At the Point of a Cutlass
The Pirate Capture, Bold Escape, and Lonely Exile of Philip Ashton
Sailing with America’s Worst Pirates
At the Point of a Cutlass presents the most detailed picture to date of the horrific pirates that captured Ashton. Even as Ashton was marooned on the island of Roatan, those pirates continued to wreak havoc on the Atlantic. The crew was an ever-expanding band of brutal men — initially led by the captain Edward Low, who transformed the deck of a captured ship into a slaughterhouse, and later by several of Low’s quartermasters, Charles Harris and Francis Spriggs, who served as masters of their own vessels. Harris was captured after a celebrated, twelve-hour battle with the British warship Greyhound off the coast of Newport, Rhode Island, but Spriggs abandoned Low and went on to terrorize vessels throughout the Bay of Honduras. Several of Spriggs’ own men soon set out in command of their own vessels, including Philip Lyne, who boasted he killed thirty-seven sea captains before was caught and hanged at the island of Curacao, and Joseph Cooper, who blew up the cabin of his sloop with a barrel of gunpowder as men from a Royal Navy warship were rushing aboard to capture him.

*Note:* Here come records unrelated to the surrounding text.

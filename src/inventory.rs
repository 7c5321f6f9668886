//! Element inventory
//!
//! [`enumerate`] walks every element declaration of a schema, depth first in
//! declaration order, and classifies each one by the content model of its
//! resolved type. The result is an [`Inventory`]: one entry per qualified
//! name, plus the warnings collected on the way.
//!
//! ```rust,ignore
//! use xmlschema_inventory::{enumerate, SchemaDocument};
//!
//! let schema = SchemaDocument::from_file("tei_all.xsd")?;
//! let inventory = enumerate(&schema)?;
//! print!("{}", inventory.sorted().to_tsv());
//! ```

use std::collections::HashSet;
use std::fmt;

use indexmap::{IndexMap, IndexSet};
use serde::ser::SerializeStruct;
use serde::{Serialize, Serializer};

use crate::error::{Error, Result};
use crate::namespaces::QName;
use crate::schema::builtins::{any_type_name, is_builtin};
use crate::schema::classify::{classify, Classification, ContentKind};
use crate::schema::resolver::TypeResolver;
use crate::schema::{ElementDeclaration, ModelGroup, Particle, SchemaDocument, TypeDefinition, TypeRef};
use crate::warnings::Warning;

/// Options controlling which elements end up in the inventory
#[derive(Debug, Clone, Copy, PartialEq, Eq)]
pub struct EnumerateOptions {
    /// Emit entries for abstract elements
    pub include_abstract: bool,
    /// Also walk named complex types and groups no element reaches
    pub include_unreferenced: bool,
}

impl Default for EnumerateOptions {
    fn default() -> Self {
        Self {
            include_abstract: false,
            include_unreferenced: true,
        }
    }
}

impl EnumerateOptions {
    /// Create options with default values
    pub fn new() -> Self {
        Self::default()
    }

    /// Set whether abstract elements are listed
    pub fn with_abstract(mut self, include: bool) -> Self {
        self.include_abstract = include;
        self
    }

    /// Set whether unreferenced types and groups are walked
    pub fn with_unreferenced(mut self, include: bool) -> Self {
        self.include_unreferenced = include;
        self
    }
}

/// Classification of an entry, or the type that could not be found
#[derive(Debug, Clone, PartialEq, Eq, Serialize)]
#[serde(untagged)]
pub enum EntryStatus {
    /// The element's type was resolved and classified
    Resolved(Classification),
    /// The element's type (or one of its bases) is not defined
    #[serde(rename_all = "camelCase")]
    Unresolved {
        /// The missing type
        unresolved_type: QName,
    },
}

impl fmt::Display for EntryStatus {
    fn fmt(&self, f: &mut fmt::Formatter<'_>) -> fmt::Result {
        match self {
            EntryStatus::Resolved(classification) => write!(f, "{}", classification),
            EntryStatus::Unresolved { unresolved_type } => {
                write!(f, "unresolved {}", unresolved_type)
            }
        }
    }
}

/// One element of the inventory
#[derive(Debug, Clone, PartialEq, Eq, Serialize)]
#[serde(rename_all = "camelCase")]
pub struct InventoryEntry {
    /// Qualified name of the element
    pub qualified_name: QName,
    /// Classification or unresolved marker
    #[serde(flatten)]
    pub status: EntryStatus,
}

impl InventoryEntry {
    /// Create an entry
    pub fn new(qualified_name: QName, status: EntryStatus) -> Self {
        Self {
            qualified_name,
            status,
        }
    }

    /// The classification, if the type was resolved
    pub fn classification(&self) -> Option<Classification> {
        match &self.status {
            EntryStatus::Resolved(classification) => Some(*classification),
            EntryStatus::Unresolved { .. } => None,
        }
    }

    /// Whether the element has a simple type
    pub fn is_simple_type(&self) -> Option<bool> {
        self.classification().map(|c| c.is_simple_type)
    }

    /// The element's content kind
    pub fn content_kind(&self) -> Option<ContentKind> {
        self.classification().map(|c| c.content_kind)
    }

    /// Whether the element's type was resolved
    pub fn is_resolved(&self) -> bool {
        matches!(self.status, EntryStatus::Resolved(_))
    }

    /// Tab-separated line: name, simple/complex, content kind
    pub fn to_tsv(&self) -> String {
        match &self.status {
            EntryStatus::Resolved(c) => format!(
                "{}\t{}\t{}",
                self.qualified_name,
                if c.is_simple_type { "simple" } else { "complex" },
                c.content_kind
            ),
            EntryStatus::Unresolved { .. } => format!("{}\t---\t---", self.qualified_name),
        }
    }
}

/// An entry replaced by an overlay
#[derive(Debug, Clone, PartialEq, Eq, Serialize)]
#[serde(rename_all = "camelCase")]
pub struct Override {
    /// The element whose entry changed
    pub name: QName,
    /// Status before the overlay
    pub before: EntryStatus,
    /// Status taken from the overlay
    pub after: EntryStatus,
}

impl fmt::Display for Override {
    fn fmt(&self, f: &mut fmt::Formatter<'_>) -> fmt::Result {
        write!(f, "{}: {} ==> {}", self.name, self.before, self.after)
    }
}

/// Outcome of [`Inventory::overlay`]
#[derive(Debug, Clone, Default, PartialEq, Eq, Serialize)]
#[serde(rename_all = "camelCase")]
pub struct OverlayReport {
    /// Entries whose classification changed
    pub overrides: Vec<Override>,
    /// Entries present in both with the same classification
    pub identical: usize,
    /// Entries only present in the overlay
    pub added: usize,
}

/// The element inventory of a schema
#[derive(Debug, Clone, Default, PartialEq)]
pub struct Inventory {
    entries: IndexMap<QName, InventoryEntry>,
    warnings: Vec<Warning>,
}

impl Inventory {
    /// Create an inventory from entries and warnings
    pub fn new(entries: impl IntoIterator<Item = InventoryEntry>, warnings: Vec<Warning>) -> Self {
        Self {
            entries: entries
                .into_iter()
                .map(|entry| (entry.qualified_name.clone(), entry))
                .collect(),
            warnings,
        }
    }

    /// Entries in inventory order
    pub fn entries(&self) -> impl Iterator<Item = &InventoryEntry> {
        self.entries.values()
    }

    /// Look up an entry by name
    pub fn get(&self, name: &QName) -> Option<&InventoryEntry> {
        self.entries.get(name)
    }

    /// Number of entries
    pub fn len(&self) -> usize {
        self.entries.len()
    }

    /// Whether there are no entries
    pub fn is_empty(&self) -> bool {
        self.entries.is_empty()
    }

    /// Warnings collected while loading and enumerating
    pub fn warnings(&self) -> &[Warning] {
        &self.warnings
    }

    /// A copy ordered by qualified name
    pub fn sorted(&self) -> Inventory {
        let mut entries = self.entries.clone();
        entries.sort_keys();
        Inventory {
            entries,
            warnings: self.warnings.clone(),
        }
    }

    /// One tab-separated line per entry
    pub fn to_tsv(&self) -> String {
        self.entries()
            .map(|entry| entry.to_tsv() + "\n")
            .collect()
    }

    /// Pretty-printed JSON: `{"elements": [...], "warnings": [...]}`
    pub fn to_json(&self) -> Result<String> {
        Ok(serde_json::to_string_pretty(self)?)
    }

    /// Let the entries of `other` take precedence over this inventory
    ///
    /// Same-named entries with a different classification are replaced, new
    /// names are appended, and warnings are merged.
    pub fn overlay(&mut self, other: &Inventory) -> OverlayReport {
        let mut report = OverlayReport::default();

        for entry in other.entries() {
            match self.entries.get_mut(&entry.qualified_name) {
                Some(existing) if existing.status == entry.status => report.identical += 1,
                Some(existing) => {
                    report.overrides.push(Override {
                        name: entry.qualified_name.clone(),
                        before: existing.status.clone(),
                        after: entry.status.clone(),
                    });
                    existing.status = entry.status.clone();
                }
                None => {
                    self.entries
                        .insert(entry.qualified_name.clone(), entry.clone());
                    report.added += 1;
                }
            }
        }

        for warning in &other.warnings {
            if !self.warnings.contains(warning) {
                self.warnings.push(warning.clone());
            }
        }

        report
    }
}

impl Serialize for Inventory {
    fn serialize<S: Serializer>(&self, serializer: S) -> std::result::Result<S::Ok, S::Error> {
        let elements: Vec<&InventoryEntry> = self.entries.values().collect();
        let warnings: Vec<WarningView<'_>> = self
            .warnings
            .iter()
            .map(|warning| WarningView {
                message: warning.to_string(),
                warning,
            })
            .collect();

        let mut state = serializer.serialize_struct("Inventory", 2)?;
        state.serialize_field("elements", &elements)?;
        state.serialize_field("warnings", &warnings)?;
        state.end()
    }
}

#[derive(Serialize)]
struct WarningView<'a> {
    message: String,
    #[serde(flatten)]
    warning: &'a Warning,
}

/// Enumerate the elements of a schema with default options
pub fn enumerate(schema: &SchemaDocument) -> Result<Inventory> {
    enumerate_with(schema, &EnumerateOptions::default())
}

/// Enumerate the elements of a schema
///
/// Fails only on fatal conditions: a cyclic derivation anywhere in the schema
/// or an exceeded limit. Missing types, groups and elements become warnings.
pub fn enumerate_with(schema: &SchemaDocument, options: &EnumerateOptions) -> Result<Inventory> {
    let resolver = TypeResolver::new(schema);
    resolver.check_derivations()?;

    let mut enumerator = Enumerator::new(resolver, *options);
    for decl in schema.elements.values() {
        enumerator.run(Step::Element(decl))?;
    }

    if options.include_unreferenced {
        for (name, definition) in &schema.types {
            if let TypeDefinition::Complex(_) = definition {
                enumerator.run(Step::NamedType(name))?;
            }
        }
        for name in schema.groups.keys() {
            enumerator.run(Step::GroupRef(name))?;
        }
    }

    let inventory = enumerator.finish();
    tracing::info!(
        entries = inventory.len(),
        warnings = inventory.warnings().len(),
        "enumerated schema elements"
    );
    Ok(inventory)
}

/// Depth-first walk state
struct Enumerator<'a> {
    schema: &'a SchemaDocument,
    resolver: TypeResolver<'a>,
    options: EnumerateOptions,
    entries: IndexMap<QName, InventoryEntry>,
    warnings: IndexSet<Warning>,
    visited_types: HashSet<QName>,
    visited_groups: HashSet<QName>,
    // Named groups being expanded within the current content model
    group_stack: IndexSet<QName>,
}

The captain of the pirate crew that captured Philip Ashton was named Edward Low. While Low is nowhere as well-known today as pirates like Blackbeard, he remains one of the worst of the pirates of his era. Low and his crew marked the pinnacle of the Golden Age of Piracy — both in terms of number of ships plundered and the brutal forms of torture they unleashed on the men they captured. Either a natural-born killer or a raving psychopath, Low thought nothing of slicing off a prisoner’s ear or lips and roasting them over a fire while the bloodied victim watched. The captain of one British warship called Low “the most noted pirate in America” and a colonial official said of Low, “a greater monster never infested the seas.” Like most pirates of the early eighteenth century, Low’s crew sailed in small fleets, consisting of just one or two ships, and they would attack any ship, from any country, that they felt they could capture and defeat. See map of Low’s voyage.
In time, Low’s own crew would desert him because of the sick cruelty he unleashed on captives. One of Low’s successors was his quartermaster, Francis Spriggs, who was far from a gentle soul himself. At one point, Spriggs threatened to hang the captive Philip Ashton for plotting to overthrow the pirate crew. Spriggs was best known among captives for a terrifying gauntlet known as the “sweat.” A group of men — both captives and pirates — would stand around the base of one of the ship’s tall masts. A ring of candles was placed around the mast and, a few feet further out, the pirates who were gathered there formed a circle. Captives were made to run in circles around the mast while the pirates each jabbed and poked him with their weapons — an assortment of swords, long knives, pitchforks, and sticks.